Murley et al found that flat feet are associated with increased thickness of tibialis anterior but a less thick Achilles tendon. Flat foot people with a thinner Achilles may be more at risk of overloading because it is smaller (therefore weaker). Sort of challenges the biomechanical theory of Achilles ‘whipping’ with flat feet / pronation – Munteanu and Barton found an inconclusive relationship between foot posture and Achilles tendinopathy

Zhang et al compared acupuncture alone to versus eccentric training alone and found that they both improved, by the acupuncture group by more after 24 weeks. Incredible! Some issues: 1) VISA was still poor in both groups – 72 in acupuncture, 63 in eccentric at 24 weeks; 2) No blinding of outcome assessors; 3) huge cultural placebo associated with acupuncture in China. Has to be interpreted with these factors in mind.

Jansen et al found that male gender, peak ankle dorsiflexion, peak trunk flexion velocity and eccentric quadriceps strength predicted peak patellar tendon loading (which was mean 5xBW with a 2 leg volleyball stop jump). Makes sense – patellar tendon force is greater for stronger / more explosive. Interesting that patellar tendon force was 5xBW and this was a 2 leg jump – can assume double with single leg !

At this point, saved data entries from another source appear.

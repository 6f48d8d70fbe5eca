//! Wall-clock pacing for auto-run.

use crate::SimClock;
use async_trait::async_trait;
use std::sync::Arc;
use std::time::Duration;
use tokio::time::Instant;

/// `SimClock` over Tokio's timer wheel, so a paused test runtime pauses it too.
pub struct TokioClock {
    origin: Instant,
}

impl TokioClock {
    /// A clock starting now, ready to hand to a `Scheduler`.
    pub fn shared() -> Arc<Self> {
        Arc::new(Self { origin: Instant::now() })
    }
}

#[async_trait]
impl SimClock for TokioClock {
    fn now(&self) -> Duration {
        self.origin.elapsed()
    }

    async fn sleep(&self, duration: Duration) {
        tokio::time::sleep(duration).await;
    }
}

#[cfg(test)]
mod tests {
    use super::*;

    #[tokio::test(start_paused = true)]
    async fn test_sleep_moves_now_by_interval() {
        let clock = TokioClock::shared();
        for _ in 0..4 {
            clock.sleep(Duration::from_millis(250)).await;
        }
        assert_eq!(clock.now(), Duration::from_secs(1));
    }
}
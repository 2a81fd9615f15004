//! Best-effort interpretation of helper output.
//!
//! Download scripts and the quantize binary report problems as free text.
//! Failure messages are picked from ordered known-cause tables; the first
//! matching substring wins.

use std::sync::LazyLock;

use regex::Regex;

/// Characters of raw output kept in fallback messages.
const EXCERPT_CHARS: usize = 200;

static PERCENT: LazyLock<Regex> =
    LazyLock::new(|| Regex::new(r"(\d+)%").expect("percent pattern is valid"));

static ERROR_PREFIX: LazyLock<Regex> = LazyLock::new(|| {
    Regex::new(r".*(?:Error|Exception|Failed):\s*").expect("error prefix pattern is valid")
});

const ERROR_MARKERS: [&str; 3] = ["Error:", "Exception:", "Failed:"];

const HF_CAUSES: [(&str, &str); 4] = [
    (
        "llama.cpp not found",
        "llama.cpp installation not found. Please ensure llama.cpp is installed at the configured path.",
    ),
    (
        "No compatible GGUF files",
        "No compatible pre-quantized GGUF files found. The app will download and convert the base model locally.",
    ),
    (
        "pip install",
        "Python dependencies are missing. Please install: pip install huggingface-hub tqdm",
    ),
    (
        "No such file or directory",
        "Script not found. Please ensure the download script exists.",
    ),
];

/// First percentage in a progress line, capped at 100.
pub fn parse_percent(line: &str) -> Option<u8> {
    PERCENT
        .captures(line)
        .and_then(|caps| caps[1].parse::<u8>().ok())
        .map(|p| p.min(100))
}

/// Whether a line carries an error signal.
pub fn is_error_line(line: &str) -> bool {
    ERROR_MARKERS.iter().any(|marker| line.contains(marker))
}

/// Error line with its `... Error:` style prefix removed.
pub fn clean_error_line(line: &str) -> Option<String> {
    let cleaned = ERROR_PREFIX.replace_all(line, "");
    let cleaned = cleaned.trim();
    (!cleaned.is_empty()).then(|| cleaned.to_string())
}

fn excerpt(text: &str) -> String {
    text.chars().take(EXCERPT_CHARS).collect()
}

fn exit_code_label(exit_code: Option<i32>) -> String {
    exit_code.map_or_else(|| "signal".to_string(), |code| code.to_string())
}

/// Failure message for a HuggingFace download.
pub fn huggingface_failure(buffer: &str, exit_code: Option<i32>) -> String {
    let buffer = buffer.trim_end();
    if let Some((_, message)) = HF_CAUSES.iter().find(|(cause, _)| buffer.contains(cause)) {
        return (*message).to_string();
    }
    if buffer.is_empty() {
        format!("Download failed (exit code {})", exit_code_label(exit_code))
    } else {
        format!("Download failed: {}", excerpt(buffer))
    }
}

/// Failure message for an Ollama registry download.
pub fn ollama_failure(model_name: &str, buffer: &str, exit_code: Option<i32>) -> String {
    let buffer = buffer.trim_end();
    if buffer.contains("not found") {
        format!("Model '{model_name}' not found in Ollama registry. Please check the model name.")
    } else if buffer.contains("pip install") {
        "Python dependencies are missing. Please install: pip install requests".to_string()
    } else if buffer.is_empty() {
        format!("Download failed (exit code {})", exit_code_label(exit_code))
    } else {
        format!("Download failed: {}", excerpt(buffer))
    }
}

/// Failure message for a nonzero quantize exit.
pub fn quantize_failure(stderr: &str, stdout: &str) -> String {
    let detail = [stderr, stdout]
        .into_iter()
        .map(str::trim_end)
        .find(|s| !s.trim_start().is_empty())
        .unwrap_or("Unknown error");
    format!("Quantization failed: {}", excerpt(detail))
}

#[cfg(test)]
mod tests {
    use super::*;

    #[test]
    fn percent_is_extracted() {
        assert_eq!(parse_percent("Downloading: 42% |####"), Some(42));
        assert_eq!(parse_percent("100%"), Some(100));
        assert_eq!(parse_percent("done"), None);
        assert_eq!(parse_percent("999% weird"), None);
    }

    #[test]
    fn error_lines_are_cleaned() {
        assert!(is_error_line("Traceback Exception: boom"));
        assert!(!is_error_line("error: lowercase is ignored"));
        assert_eq!(
            clean_error_line("2024-01-01 Error: repo gated").as_deref(),
            Some("repo gated")
        );
        assert_eq!(clean_error_line("Failed:   "), None);
    }

    #[test]
    fn known_causes_win_in_order() {
        let buffer = "pip install huggingface-hub\nError: llama.cpp not found\n";
        assert_eq!(
            huggingface_failure(buffer, Some(1)),
            "llama.cpp installation not found. Please ensure llama.cpp is installed at the configured path."
        );
        assert!(
            huggingface_failure("python3: can't open file: No such file or directory", Some(2))
                .starts_with("Script not found")
        );
    }

    #[test]
    fn unknown_causes_fall_back_to_excerpt_or_exit_code() {
        let long = "x".repeat(500);
        let message = huggingface_failure(&long, Some(1));
        assert_eq!(message, format!("Download failed: {}", "x".repeat(200)));
        assert_eq!(huggingface_failure("", Some(3)), "Download failed (exit code 3)");
    }

    #[test]
    fn ollama_table() {
        assert_eq!(
            ollama_failure("llama9", "Error: manifest not found", Some(1)),
            "Model 'llama9' not found in Ollama registry. Please check the model name."
        );
        assert!(ollama_failure("m", "run pip install requests", Some(1)).contains("pip install requests"));
        assert_eq!(ollama_failure("m", "", None), "Download failed (exit code signal)");
    }

    #[test]
    fn quantize_prefers_stderr_then_stdout() {
        assert_eq!(quantize_failure("bad magic", "loading"), "Quantization failed: bad magic");
        assert_eq!(quantize_failure("", "loading"), "Quantization failed: loading");
        assert_eq!(quantize_failure("", ""), "Quantization failed: Unknown error");
    }

    #[test]
    fn buffered_newlines_do_not_leak_into_messages() {
        assert_eq!(
            quantize_failure("invalid magic\n", "loading model\n"),
            "Quantization failed: invalid magic"
        );
        assert_eq!(quantize_failure("\n", "loading\n"), "Quantization failed: loading");
        assert_eq!(
            huggingface_failure("Error: gated repo\n", Some(1)),
            "Download failed: Error: gated repo"
        );
        assert_eq!(huggingface_failure("\n", Some(4)), "Download failed (exit code 4)");
        assert_eq!(ollama_failure("m", "Error: timeout\n\n", Some(1)), "Download failed: Error: timeout");
    }
}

Interesting tennis elbow prolotherapy study showing pain and functional improvement maintained for 32 weeks compared to wait and see (Rabago et al). Prolotherapy group improved about 30% more than wait and see group so a lot of this could be placebo.

Thorpe et al compared high strain energy storing spring tendons and low-strain positional tendons from horses and found that only the former get stiffer (less interfacicular sliding with age), which may explain the association between age and tendinopathy

Rodriguez-Merchan published a review of patellar tendinopathy treatments with a focus on surgical treatment.

Here is a link Tendinopathy blog January 2013

 

Reference

Buchbinder R, Green SE, Youd JM, et al. Shock wave therapy for lateral elbow pain. Cochrane Database of Syst Rev. 2005;(4):CD003524.

Munteanu SE, Barton CJ. Lower limb biomechanics during running in individuals with achilles tendinopathy: a systematic review. J Foot Ankle Res 2011: 4 (1): 1–15.